Me debato entre ver lo que me queda de la ciudad e ir a la isla de Lantau, a coger un funicular hacia Ngong Ping 360, para disfrutar de las vistas del Mar del Sur de China, ver el Buda Gigante (el más grande del mundo) y el Monasterio Po Lin y comer en Tai O Fishing Village, con sus templos y monasterios cuidados por los pescadores Tanka, descendientes de los primeros moradores de Hong Kong. Sigo el precepto de que quien mucho abarca poco puede y equivoco la opción.

Cojo el metro hasta Caseway Bay, que no es nada del otro mundo, aunque entre callejuelas encuentro un mercado de abastos no turístico sino local, en el que me alucinan unos cuantos pescados amarillos, azules y verdes de esos que solo ves en los acuarios o haciendo submarinismo, pero aquí están ya en la tabla y dispuestos a ir a la plancha. Cojo el bus 40 para ir al Stanley market, mercadillo para turistas de souvenirs y tiendas de imitación o de ropa de marca de sospechosa procedencia ilegal, que me tengo que comprar porque empieza a jarrear y me muero de frío. Mal, porque al rato escampa y supuro de calor. Pero el lugar tiene algo, con su bahía con vistas al otro mundo, y a la vuelta veo un par de playas como la de Repulse Bay, con su pabellón chino, que no está nada mal. Pese a llevar, hoy sí, el bikini puesto, continúo hasta Central St. para ver el SOHO, el barrio fashion con restaurantes de cocina internacional carísimos incluso en el menú de mediodía. Como veo que me van a engañar sí o sí y estoy desmayada de hambre, me meto a La Pampa a comerme un bife de chorizo y un vino Malbec que me hacen agradecer los beneficios de la globalización; siempre echo de menos Argentina, como si fuera mi segunda patria. El dueño es un argentino del interior que emigró en el 2000 porque le mandaron los pasajes (ese punto no me lo detalló más), no sabe si le gusta HK porque va solo del restaurante a su hogar y hace cocina argentina de la buena, con carne argentina, según demuestran las cajas que van entrando al almacén. Me recomienda una churrasquería brasileña de un amigo suyo que vive en Macao, haciendo red.
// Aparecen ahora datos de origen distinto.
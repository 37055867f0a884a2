use std::sync::Arc;
use std::time::Instant;

use anyhow::{Context, Result};
use chrono::{DateTime, Utc};
use tokio::sync::watch;
use tracing::{debug, error, info, warn};

use crate::config::AppConfig;
use crate::detection::ObjectDetector;
use crate::output::ActuationChannel;
use crate::processor::{FrameProcessor, Overlay};

// ─── Collaborators ───────────────────────────────────────────────────────────

/// A camera or any other producer of frames.
pub trait FrameSource {
    type Frame;

    /// `Ok(None)` marks the end of the stream. Errors are per-frame and the
    /// caller decides whether to keep reading.
    fn next_frame(&mut self) -> Result<Option<Self::Frame>>;
}

#[derive(Debug, Clone, Copy, PartialEq, Eq)]
pub enum SinkControl {
    Continue,
    Quit,
}

/// Receives every processed frame together with its overlay description.
pub trait FrameSink<F> {
    fn render(&mut self, frame: &mut F, overlay: &Overlay<'_>) -> Result<SinkControl>;
}

/// No window, no drawing.
#[derive(Debug, Default, Clone, Copy)]
pub struct HeadlessSink;

impl<F> FrameSink<F> for HeadlessSink {
    fn render(&mut self, _frame: &mut F, _overlay: &Overlay<'_>) -> Result<SinkControl> {
        Ok(SinkControl::Continue)
    }
}

// ─── Settings & summary ──────────────────────────────────────────────────────

#[derive(Debug, Clone)]
pub struct MonitorSettings {
    pub process_every_n_frames: u32,
    pub frame_queue_capacity: usize,
    pub max_capture_failures: u32,
    pub detect_sensitivity: f32,
}

impl Default for MonitorSettings {
    fn default() -> Self {
        Self {
            process_every_n_frames: 3,
            frame_queue_capacity: 2,
            max_capture_failures: 30,
            detect_sensitivity: 0.5,
        }
    }
}

impl MonitorSettings {
    pub fn from_config(cfg: &AppConfig) -> Self {
        Self {
            process_every_n_frames: cfg.process_every_n_frames.max(1),
            frame_queue_capacity: cfg.frame_queue_capacity.max(1),
            max_capture_failures: cfg.max_capture_failures,
            detect_sensitivity: cfg.detect_sensitivity,
        }
    }
}

#[derive(Debug, Clone, Copy, PartialEq, Eq)]
pub enum StopReason {
    EndOfStream,
    QuitKey,
    Interrupted,
}

#[derive(Debug, Clone)]
pub struct RunSummary {
    pub started_at: DateTime<Utc>,
    pub finished_at: DateTime<Utc>,
    pub frames_captured: u64,
    pub frames_forwarded: u64,
    pub frames_dropped: u64,
    pub frames_processed: u64,
    pub actuations: u64,
    pub stop_reason: StopReason,
}

#[derive(Debug, Default)]
struct CaptureStats {
    captured: u64,
    forwarded: u64,
    dropped: u64,
}

#[derive(Debug, Default)]
struct ProcessStats {
    processed: u64,
    actuations: u64,
}

type StopTx = Arc<watch::Sender<Option<StopReason>>>;
type StopRx = watch::Receiver<Option<StopReason>>;

// ─── Monitor ─────────────────────────────────────────────────────────────────

pub struct Monitor<S, D, K, A> {
    source: S,
    detector: D,
    sink: K,
    actuator: A,
    processor: FrameProcessor,
    settings: MonitorSettings,
    handle_ctrl_c: bool,
}

impl<S, D, K, A> Monitor<S, D, K, A>
where
    S: FrameSource + Send + 'static,
    S::Frame: Send + 'static,
    D: ObjectDetector<S::Frame> + Send + 'static,
    K: FrameSink<S::Frame> + Send + 'static,
    A: ActuationChannel + Send + 'static,
{
    pub fn new(source: S, detector: D, sink: K, actuator: A, processor: FrameProcessor, settings: MonitorSettings) -> Self {
        Self {
            source,
            detector,
            sink,
            actuator,
            processor,
            settings,
            handle_ctrl_c: true,
        }
    }

    /// Leave ctrl-c to the caller (tests, embedding).
    pub fn without_signal_handler(mut self) -> Self {
        self.handle_ctrl_c = false;
        self
    }

    /// Run until quit key, ctrl-c or end of stream. The actuator is back in
    /// the safe state when this returns, whatever the outcome.
    pub async fn run(self) -> Result<RunSummary> {
        let started_at = Utc::now();
        let Monitor {
            source,
            detector,
            sink,
            actuator,
            processor,
            settings,
            handle_ctrl_c,
        } = self;

        let (frame_tx, frame_rx) = flume::bounded::<S::Frame>(settings.frame_queue_capacity);
        let (stop_tx, stop_rx) = watch::channel(None::<StopReason>);
        let stop_tx: StopTx = Arc::new(stop_tx);

        // ── Ctrl-C ───────────────────────────────────────────────────────
        let signal_task = handle_ctrl_c.then(|| {
            let stop = Arc::clone(&stop_tx);
            tokio::spawn(async move {
                if tokio::signal::ctrl_c().await.is_ok() {
                    info!("Ctrl-C received, stopping");
                    stop.send_replace(Some(StopReason::Interrupted));
                }
            })
        });

        // ── Processing worker ────────────────────────────────────────────
        let proc_settings = settings.clone();
        let proc_stop_tx = Arc::clone(&stop_tx);
        let proc_stop_rx = stop_rx.clone();
        let process_handle = tokio::task::spawn_blocking(move || {
            process_loop(
                frame_rx,
                detector,
                sink,
                actuator,
                processor,
                &proc_settings,
                &proc_stop_tx,
                &proc_stop_rx,
            )
        });

        // ── Capture worker ───────────────────────────────────────────────
        let capture_handle =
            tokio::task::spawn_blocking(move || capture_loop(source, frame_tx, &settings, &stop_rx));

        // the frame sender drops with the capture worker, which ends processing
        let capture = capture_handle.await.context("capture worker panicked")?;
        let processed = process_handle.await.context("processing worker panicked")?;

        if let Some(task) = signal_task {
            task.abort();
        }

        let capture = capture?;
        let processed = processed?;
        let stop_reason = (*stop_tx.borrow()).unwrap_or(StopReason::EndOfStream);

        let summary = RunSummary {
            started_at,
            finished_at: Utc::now(),
            frames_captured: capture.captured,
            frames_forwarded: capture.forwarded,
            frames_dropped: capture.dropped,
            frames_processed: processed.processed,
            actuations: processed.actuations,
            stop_reason,
        };
        info!(
            "Monitor stopped ({:?}): captured={} forwarded={} dropped={} processed={} actuations={}",
            summary.stop_reason,
            summary.frames_captured,
            summary.frames_forwarded,
            summary.frames_dropped,
            summary.frames_processed,
            summary.actuations
        );
        Ok(summary)
    }
}

fn capture_loop<S: FrameSource>(
    mut source: S,
    frame_tx: flume::Sender<S::Frame>,
    settings: &MonitorSettings,
    stop_rx: &StopRx,
) -> Result<CaptureStats> {
    let mut stats = CaptureStats::default();
    let mut failures = 0u32;
    let every = u64::from(settings.process_every_n_frames.max(1));

    info!("Capture running (every {} frame(s) forwarded)", every);

    while stop_rx.borrow().is_none() {
        let frame = match source.next_frame() {
            Ok(Some(f)) => {
                failures = 0;
                f
            }
            Ok(None) => {
                info!("End of stream after {} frames", stats.captured);
                break;
            }
            Err(e) => {
                failures += 1;
                if failures > settings.max_capture_failures {
                    return Err(e.context(format!("{} consecutive capture failures", failures)));
                }
                warn!("Capture error ({}/{}): {:#}", failures, settings.max_capture_failures, e);
                continue;
            }
        };

        stats.captured += 1;
        if (stats.captured - 1) % every != 0 {
            continue;
        }

        match frame_tx.try_send(frame) {
            Ok(()) => stats.forwarded += 1,
            Err(flume::TrySendError::Full(_)) => {
                stats.dropped += 1;
                debug!("Frame queue full, dropped frame #{}", stats.captured);
            }
            Err(flume::TrySendError::Disconnected(_)) => break,
        }
    }

    Ok(stats)
}

#[allow(clippy::too_many_arguments)]
fn process_loop<F, D, K, A>(
    frame_rx: flume::Receiver<F>,
    mut detector: D,
    mut sink: K,
    mut actuator: A,
    mut processor: FrameProcessor,
    settings: &MonitorSettings,
    stop_tx: &StopTx,
    stop_rx: &StopRx,
) -> Result<ProcessStats>
where
    D: ObjectDetector<F>,
    K: FrameSink<F>,
    A: ActuationChannel,
{
    let result = run_frames(&frame_rx, &mut detector, &mut sink, &mut actuator, &mut processor, settings, stop_tx, stop_rx);

    if let Err(e) = processor.shutdown(&mut actuator) {
        error!("Failed to return outputs to safe state: {:#}", e);
    }

    result.map(|processed| ProcessStats {
        processed,
        actuations: processor.activations(),
    })
}

#[allow(clippy::too_many_arguments)]
fn run_frames<F, D, K, A>(
    frame_rx: &flume::Receiver<F>,
    detector: &mut D,
    sink: &mut K,
    actuator: &mut A,
    processor: &mut FrameProcessor,
    settings: &MonitorSettings,
    stop_tx: &StopTx,
    stop_rx: &StopRx,
) -> Result<u64>
where
    D: ObjectDetector<F>,
    K: FrameSink<F>,
    A: ActuationChannel,
{
    let mut processed = 0u64;
    let poll = std::time::Duration::from_millis(100);

    loop {
        if stop_rx.borrow().is_some() {
            break;
        }
        let mut frame = match frame_rx.recv_timeout(poll) {
            Ok(f) => f,
            Err(flume::RecvTimeoutError::Timeout) => continue,
            Err(flume::RecvTimeoutError::Disconnected) => break,
        };

        let t0 = Instant::now();
        let detections = match detector.detect(&frame, settings.detect_sensitivity) {
            Ok(d) => d,
            Err(e) => {
                warn!("Detector error: {:#}", e);
                continue;
            }
        };
        let outcome = processor
            .process(&detections, Instant::now(), actuator)
            .context("actuation failed")?;
        processed += 1;

        let overlay = Overlay {
            zones: processor.zones(),
            outcome: &outcome,
            processing_ms: t0.elapsed().as_secs_f64() * 1000.0,
        };
        debug!("{} | {}", overlay.status_line(), overlay.timing_line());

        match sink.render(&mut frame, &overlay).context("display failed")? {
            SinkControl::Continue => {}
            SinkControl::Quit => {
                info!("Quit key pressed");
                stop_tx.send_replace(Some(StopReason::QuitKey));
                break;
            }
        }
    }

    Ok(processed)
}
Muy cerca está la zona de marcha de Lan Kwai Fong, que aún a mitad de tarde tiene happy hour, si bien su punto álgido se alcanza por las noches, me imagino que con toda la colonia extranjera y cosmopolita que trabaja en la urbe. Yo me canso de ver bares, centros comerciales y tiendas y tiendas y tiendas, y opto por tomarme la tarde con calma, por la península de Kowloon, desde la zona de Tsim Sha Tsui de nuevo, que me quedaron algunas cosas por explorar, como el parque Kowloon Walled City Park, un jardín chino típico de la dinastía Qing que contiene la Old South Gate, varios pabellones entre la agradecida sombra de los árboles, esculturas varias y una piscina que hoy justamente está cerrada.

El mercado de jade es abominable, qué le vamos a hacer, pero muy cerca encuentro un centro de estética donde no me van a decorar las uñas de los pies como árboles de navidad sino a hacerme una buena pedicura en la planta, que me ha elevado dos centímetros de altura en los últimos meses. Liza House es un negocio familiar donde fuman, comen, beben (y comparten), dan el jarabe al bebé, lo abrazan y lo besan mientras me pulen las durezas... y me hablan en inglés todo lo que pueden para integrarme. Salgo de allí pareciendo una mujer de nuevo, pero en cuanto piso Temple street, un tipejo me da un pisotón y se me lleva la mitad de la pintura del dedo gordo. Lo soluciono metiéndome a una cadena de cosmética para pintármela con el probador de una laca de uñas parecida.